__Work instructions__
Return exactly the lines from the one that contains "relations and lookups." up to the last line of the listing, and nothing else.
-------------------------
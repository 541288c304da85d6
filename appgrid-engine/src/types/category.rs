//! Record category trees and field categories

use super::ids::{CategoryId, DirectoryId, FieldCategoryId};
use crate::error::{EngineError, Result};
use serde::{Deserialize, Serialize};
use std::collections::BTreeSet;

/// Category trees never grow past this many levels.
pub const MAX_CATEGORY_DEPTH: usize = 3;

/// Name of the system field category every directory starts with.
pub const GENERAL_FIELD_CATEGORY: &str = "General";

#[derive(Debug, Clone, PartialEq, Eq, Serialize, Deserialize)]
pub struct CategoryNode {
    pub id: CategoryId,
    pub name: String,
    #[serde(default, skip_serializing_if = "Vec::is_empty")]
    pub children: Vec<CategoryNode>,
}

impl CategoryNode {
    pub fn new(name: impl Into<String>) -> Self {
        Self {
            id: CategoryId::new(),
            name: name.into(),
            children: Vec::new(),
        }
    }

    pub fn is_leaf(&self) -> bool {
        self.children.is_empty()
    }
}

/// Per-directory forest of categories, at most [`MAX_CATEGORY_DEPTH`] deep.
///
/// Paths are lists of node ids from the root down. When resolving a path a
/// segment may also name the node.
#[derive(Debug, Clone, Default, PartialEq, Eq, Serialize, Deserialize)]
pub struct CategoryTree {
    #[serde(default)]
    pub roots: Vec<CategoryNode>,
}

impl CategoryTree {
    pub fn is_empty(&self) -> bool {
        self.roots.is_empty()
    }

    /// Find a node and its depth (roots are depth 1).
    pub fn find(&self, id: &CategoryId) -> Option<(&CategoryNode, usize)> {
        find_in(&self.roots, id, 1)
    }

    /// Add a node under `parent`, or as a root. Returns the new node's id.
    pub fn add(&mut self, parent: Option<&CategoryId>, name: &str) -> Result<CategoryId> {
        let name = checked_name(name)?;
        let siblings = match parent {
            None => &mut self.roots,
            Some(parent_id) => {
                let (_, depth) = self
                    .find(parent_id)
                    .ok_or_else(|| EngineError::CategoryNotFound {
                        path: parent_id.to_string(),
                    })?;
                if depth >= MAX_CATEGORY_DEPTH {
                    return Err(EngineError::CategoryDepthExceeded {
                        max: MAX_CATEGORY_DEPTH,
                    });
                }
                match find_in_mut(&mut self.roots, parent_id) {
                    Some(node) => &mut node.children,
                    None => {
                        return Err(EngineError::CategoryNotFound {
                            path: parent_id.to_string(),
                        })
                    }
                }
            }
        };
        if siblings
            .iter()
            .any(|n| n.name.eq_ignore_ascii_case(&name))
        {
            return Err(EngineError::DuplicateKey { key: name });
        }
        let node = CategoryNode::new(name);
        let id = node.id.clone();
        siblings.push(node);
        Ok(id)
    }

    /// Rename a node. Sibling names stay unique, ignoring case.
    pub fn rename(&mut self, id: &CategoryId, name: &str) -> Result<()> {
        let name = checked_name(name)?;
        let siblings =
            siblings_of(&mut self.roots, id).ok_or_else(|| EngineError::CategoryNotFound {
                path: id.to_string(),
            })?;
        if siblings
            .iter()
            .any(|n| n.id != *id && n.name.eq_ignore_ascii_case(&name))
        {
            return Err(EngineError::DuplicateKey { key: name });
        }
        if let Some(node) = siblings.iter_mut().find(|n| n.id == *id) {
            node.name = name;
        }
        Ok(())
    }

    /// Remove a node with its whole subtree.
    pub fn remove(&mut self, id: &CategoryId) -> Result<CategoryNode> {
        remove_in(&mut self.roots, id).ok_or_else(|| EngineError::CategoryNotFound {
            path: id.to_string(),
        })
    }

    /// Walk a path, matching each segment by id or name. Interior nodes are fine.
    pub fn walk(&self, path: &[String]) -> Result<Vec<&CategoryNode>> {
        if path.len() > MAX_CATEGORY_DEPTH {
            return Err(EngineError::CategoryDepthExceeded {
                max: MAX_CATEGORY_DEPTH,
            });
        }
        let mut level = &self.roots;
        let mut nodes = Vec::with_capacity(path.len());
        for (i, segment) in path.iter().enumerate() {
            let node = level
                .iter()
                .find(|n| n.id.as_str() == segment)
                .or_else(|| level.iter().find(|n| n.name.eq_ignore_ascii_case(segment)))
                .ok_or_else(|| EngineError::CategoryNotFound {
                    path: path[..=i].join("/"),
                })?;
            nodes.push(node);
            level = &node.children;
        }
        Ok(nodes)
    }

    /// Resolve a record assignment to node ids. The path must end at a leaf.
    pub fn resolve(&self, path: &[String]) -> Result<Vec<CategoryId>> {
        let nodes = self.walk(path)?;
        if let Some(last) = nodes.last() {
            if !last.is_leaf() {
                return Err(EngineError::CategoryNotLeaf {
                    id: last.id.to_string(),
                });
            }
        }
        Ok(nodes.into_iter().map(|n| n.id.clone()).collect())
    }
}

fn checked_name(name: &str) -> Result<String> {
    let name = name.trim();
    if name.is_empty() {
        return Err(EngineError::invalid_schema("name", "category name cannot be empty"));
    }
    Ok(name.to_string())
}

fn find_in<'a>(
    nodes: &'a [CategoryNode],
    id: &CategoryId,
    depth: usize,
) -> Option<(&'a CategoryNode, usize)> {
    for node in nodes {
        if node.id == *id {
            return Some((node, depth));
        }
        if let Some(found) = find_in(&node.children, id, depth + 1) {
            return Some(found);
        }
    }
    None
}

fn find_in_mut<'a>(nodes: &'a mut [CategoryNode], id: &CategoryId) -> Option<&'a mut CategoryNode> {
    for node in nodes.iter_mut() {
        if node.id == *id {
            return Some(node);
        }
        if let Some(found) = find_in_mut(&mut node.children, id) {
            return Some(found);
        }
    }
    None
}

/// The list of nodes that holds `id`
fn siblings_of<'a>(
    nodes: &'a mut Vec<CategoryNode>,
    id: &CategoryId,
) -> Option<&'a mut Vec<CategoryNode>> {
    if nodes.iter().any(|n| n.id == *id) {
        return Some(nodes);
    }
    nodes
        .iter_mut()
        .find_map(|n| siblings_of(&mut n.children, id))
}

fn remove_in(nodes: &mut Vec<CategoryNode>, id: &CategoryId) -> Option<CategoryNode> {
    if let Some(pos) = nodes.iter().position(|n| n.id == *id) {
        return Some(nodes.remove(pos));
    }
    nodes.iter_mut().find_map(|n| remove_in(&mut n.children, id))
}

/// Groups field definitions for editing. System categories are immutable.
#[derive(Debug, Clone, Serialize, Deserialize)]
#[serde(rename_all = "camelCase")]
pub struct FieldCategory {
    pub id: FieldCategoryId,
    pub directory_id: DirectoryId,
    pub name: String,
    #[serde(default)]
    pub system: bool,
    /// ULIDs of the grouped field definitions
    #[serde(default)]
    pub field_ids: BTreeSet<String>,
    #[serde(default)]
    pub order: i32,
}

impl FieldCategory {
    pub fn new(directory_id: DirectoryId, name: impl Into<String>) -> Self {
        Self {
            id: FieldCategoryId::new(),
            directory_id,
            name: name.into(),
            system: false,
            field_ids: BTreeSet::new(),
            order: 0,
        }
    }

    /// The seeded, immutable "General" category.
    pub fn general(directory_id: DirectoryId) -> Self {
        Self {
            system: true,
            ..Self::new(directory_id, GENERAL_FIELD_CATEGORY)
        }
    }
}
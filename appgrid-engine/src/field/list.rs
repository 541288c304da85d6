//! ListFields command

use crate::context::EngineContext;
use crate::error::{EngineError, Result};
use crate::operation::{operation, unlogged, Execute, ExecutionResult};
use crate::types::{DirectoryId, FieldCategoryId};
use async_trait::async_trait;
use serde::{Deserialize, Serialize};
use serde_json::Value;

/// List a directory's field definitions in display order
#[derive(Debug, Deserialize, Serialize)]
#[serde(rename_all = "camelCase")]
pub struct ListFields {
    pub directory_id: DirectoryId,
    /// Only fields grouped under this field category
    pub category_id: Option<FieldCategoryId>,
}

operation!(
    ListFields,
    verb = "list",
    noun = "fields",
    description = "List field definitions of a directory"
);

impl ListFields {
    pub fn new(directory_id: impl Into<DirectoryId>) -> Self {
        Self {
            directory_id: directory_id.into(),
            category_id: None,
        }
    }

    pub fn in_category(mut self, category_id: impl Into<FieldCategoryId>) -> Self {
        self.category_id = Some(category_id.into());
        self
    }
}

#[async_trait]
impl Execute<EngineContext, EngineError> for ListFields {
    async fn execute(&self, ctx: &EngineContext) -> ExecutionResult<Value, EngineError> {
        let result: Result<Value> = async {
            let fields = ctx.fields(&self.directory_id).await?;
            let selected: Vec<_> = fields
                .all_fields()
                .into_iter()
                .filter(|f| {
                    self.category_id
                        .as_ref()
                        .is_none_or(|c| f.category_id.as_deref() == Some(c.as_str()))
                })
                .collect();

            Ok(serde_json::json!({
                "count": selected.len(),
                "fields": selected,
            }))
        }
        .await;

        unlogged(result)
    }
}

#[cfg(test)]
mod tests {
    use super::*;
    use crate::directory::CreateDirectory;
    use crate::field::{CreateField, GetField};
    use appgrid_fields::FieldDef;
    use tempfile::TempDir;

    #[tokio::test]
    async fn test_list_and_get_fields() {
        let temp = TempDir::new().unwrap();
        let ctx = EngineContext::new(temp.path());
        let dir = CreateDirectory::new("app", "m", "People")
            .execute(&ctx)
            .await
            .into_result()
            .unwrap()["id"]
            .as_str()
            .unwrap()
            .to_string();

        let mut age = FieldDef::new("age", "number");
        age.order = 2;
        for def in [age, FieldDef::new("name", "text")] {
            CreateField::new(dir.as_str(), def)
                .execute(&ctx)
                .await
                .into_result()
                .unwrap();
        }

        let result = ListFields::new(dir.as_str())
            .execute(&ctx)
            .await
            .into_result()
            .unwrap();
        assert_eq!(result["count"], 2);
        assert_eq!(result["fields"][0]["key"], "name");
        assert_eq!(result["fields"][1]["key"], "age");

        let by_key = GetField::new(dir.as_str(), "age")
            .execute(&ctx)
            .await
            .into_result()
            .unwrap();
        let by_id = GetField::new(dir.as_str(), by_key["id"].as_str().unwrap())
            .execute(&ctx)
            .await
            .into_result()
            .unwrap();
        assert_eq!(by_id["key"], "age");

        let missing = GetField::new(dir.as_str(), "nope").execute(&ctx).await.into_result();
        assert!(matches!(missing, Err(EngineError::FieldNotFound { .. })));
    }
}
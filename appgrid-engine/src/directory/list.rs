//! ListDirectories command

use crate::context::EngineContext;
use crate::error::{EngineError, Result};
use crate::operation::{operation, unlogged, Execute, ExecutionResult};
use async_trait::async_trait;
use serde::{Deserialize, Serialize};
use serde_json::Value;

/// List directories, optionally within one application or module
#[derive(Debug, Default, Deserialize, Serialize)]
#[serde(rename_all = "camelCase")]
pub struct ListDirectories {
    pub application_id: Option<String>,
    pub module_id: Option<String>,
}

operation!(
    ListDirectories,
    verb = "list",
    noun = "directories",
    description = "List directories ordered by position then name"
);

impl ListDirectories {
    pub fn new() -> Self {
        Self::default()
    }

    pub fn in_application(mut self, application_id: impl Into<String>) -> Self {
        self.application_id = Some(application_id.into());
        self
    }

    pub fn in_module(mut self, module_id: impl Into<String>) -> Self {
        self.module_id = Some(module_id.into());
        self
    }
}

#[async_trait]
impl Execute<EngineContext, EngineError> for ListDirectories {
    async fn execute(&self, ctx: &EngineContext) -> ExecutionResult<Value, EngineError> {
        let result: Result<Value> = async {
            let mut directories: Vec<_> = ctx
                .read_all_directories()
                .await?
                .into_iter()
                .filter(|d| {
                    self.application_id
                        .as_ref()
                        .is_none_or(|app| &d.application_id == app)
                })
                .filter(|d| self.module_id.as_ref().is_none_or(|m| &d.module_id == m))
                .collect();
            directories.sort_by(|a, b| a.order.cmp(&b.order).then_with(|| a.name.cmp(&b.name)));

            Ok(serde_json::json!({
                "count": directories.len(),
                "directories": directories,
            }))
        }
        .await;

        unlogged(result)
    }
}

#[cfg(test)]
mod tests {
    use super::*;
    use crate::directory::CreateDirectory;
    use tempfile::TempDir;

    #[tokio::test]
    async fn test_list_filters_and_orders() {
        let temp = TempDir::new().unwrap();
        let ctx = EngineContext::new(temp.path());

        for (app, name, order) in [("a", "Zeta", 0), ("a", "Alpha", 1), ("a", "Beta", 0), ("b", "Other", 0)] {
            CreateDirectory::new(app, "m", name)
                .with_order(order)
                .execute(&ctx)
                .await
                .into_result()
                .unwrap();
        }

        let result = ListDirectories::new()
            .in_application("a")
            .execute(&ctx)
            .await
            .into_result()
            .unwrap();

        assert_eq!(result["count"], 3);
        let names: Vec<&str> = result["directories"]
            .as_array()
            .unwrap()
            .iter()
            .map(|d| d["name"].as_str().unwrap())
            .collect();
        assert_eq!(names, vec!["Beta", "Zeta", "Alpha"]);
    }
}
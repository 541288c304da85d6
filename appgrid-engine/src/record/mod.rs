//! Record commands
//!
//! Writes are validated key by key against the directory's field
//! definitions. Updates are compare-and-swap on `version`: the caller names
//! the version it read and loses with a conflict if another write got there
//! first. Soft-deleted records are hidden from reads unless asked for.

mod create;
mod delete;
mod get;
mod list;
mod query;
mod restore;
mod update;
mod validate;

pub use create::CreateRecord;
pub use delete::DeleteRecord;
pub use get::GetRecord;
pub use list::ListRecords;
pub use restore::RestoreRecord;
pub use update::UpdateRecord;

use crate::context::EngineContext;
use crate::error::Result;
use crate::relation::RelationResolver;
use crate::types::Record;
use appgrid_fields::{FieldDef, FieldsContext};
use serde_json::Value;
use std::collections::BTreeSet;

/// JSON view of a record for a caller: props the caller may not read are
/// dropped, and `expand` attaches resolved relations and lookups.
pub(crate) async fn record_view(
    ctx: &EngineContext,
    fields: &FieldsContext,
    record: &Record,
    roles: Option<&BTreeSet<String>>,
    expand: bool,
) -> Result<Value> {
    let readable = |field: &FieldDef| roles.is_none_or(|roles| field.can_read(roles));

    let mut value = serde_json::to_value(record)?;
    if roles.is_some() {
        if let Some(props) = value.get_mut("props").and_then(Value::as_object_mut) {
            props.retain(|key, _| fields.get_field_by_key(key).is_none_or(readable));
        }
    }
    if expand {
        let expanded = RelationResolver::new(ctx)
            .expand(fields, record, readable)
            .await?;
        value["expanded"] = Value::Object(expanded);
    }
    Ok(value)
}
-------------------------
__Result below__
/// dropped, and `expand` attaches resolved relations and lookups.
pub(crate) async fn record_view(
    ctx: &EngineContext,
    fields: &FieldsContext,
    record: &Record,
    roles: Option<&BTreeSet<String>>,
    expand: bool,
) -> Result<Value> {
    let readable = |field: &FieldDef| roles.is_none_or(|roles| field.can_read(roles));

    let mut value = serde_json::to_value(record)?;
    if roles.is_some() {
        if let Some(props) = value.get_mut("props").and_then(Value::as_object_mut) {
            props.retain(|key, _| fields.get_field_by_key(key).is_none_or(readable));
        }
    }
    if expand {
        let expanded = RelationResolver::new(ctx)
            .expand(fields, record, readable)
            .await?;
        value["expanded"] = Value::Object(expanded);
    }
    Ok(value)
}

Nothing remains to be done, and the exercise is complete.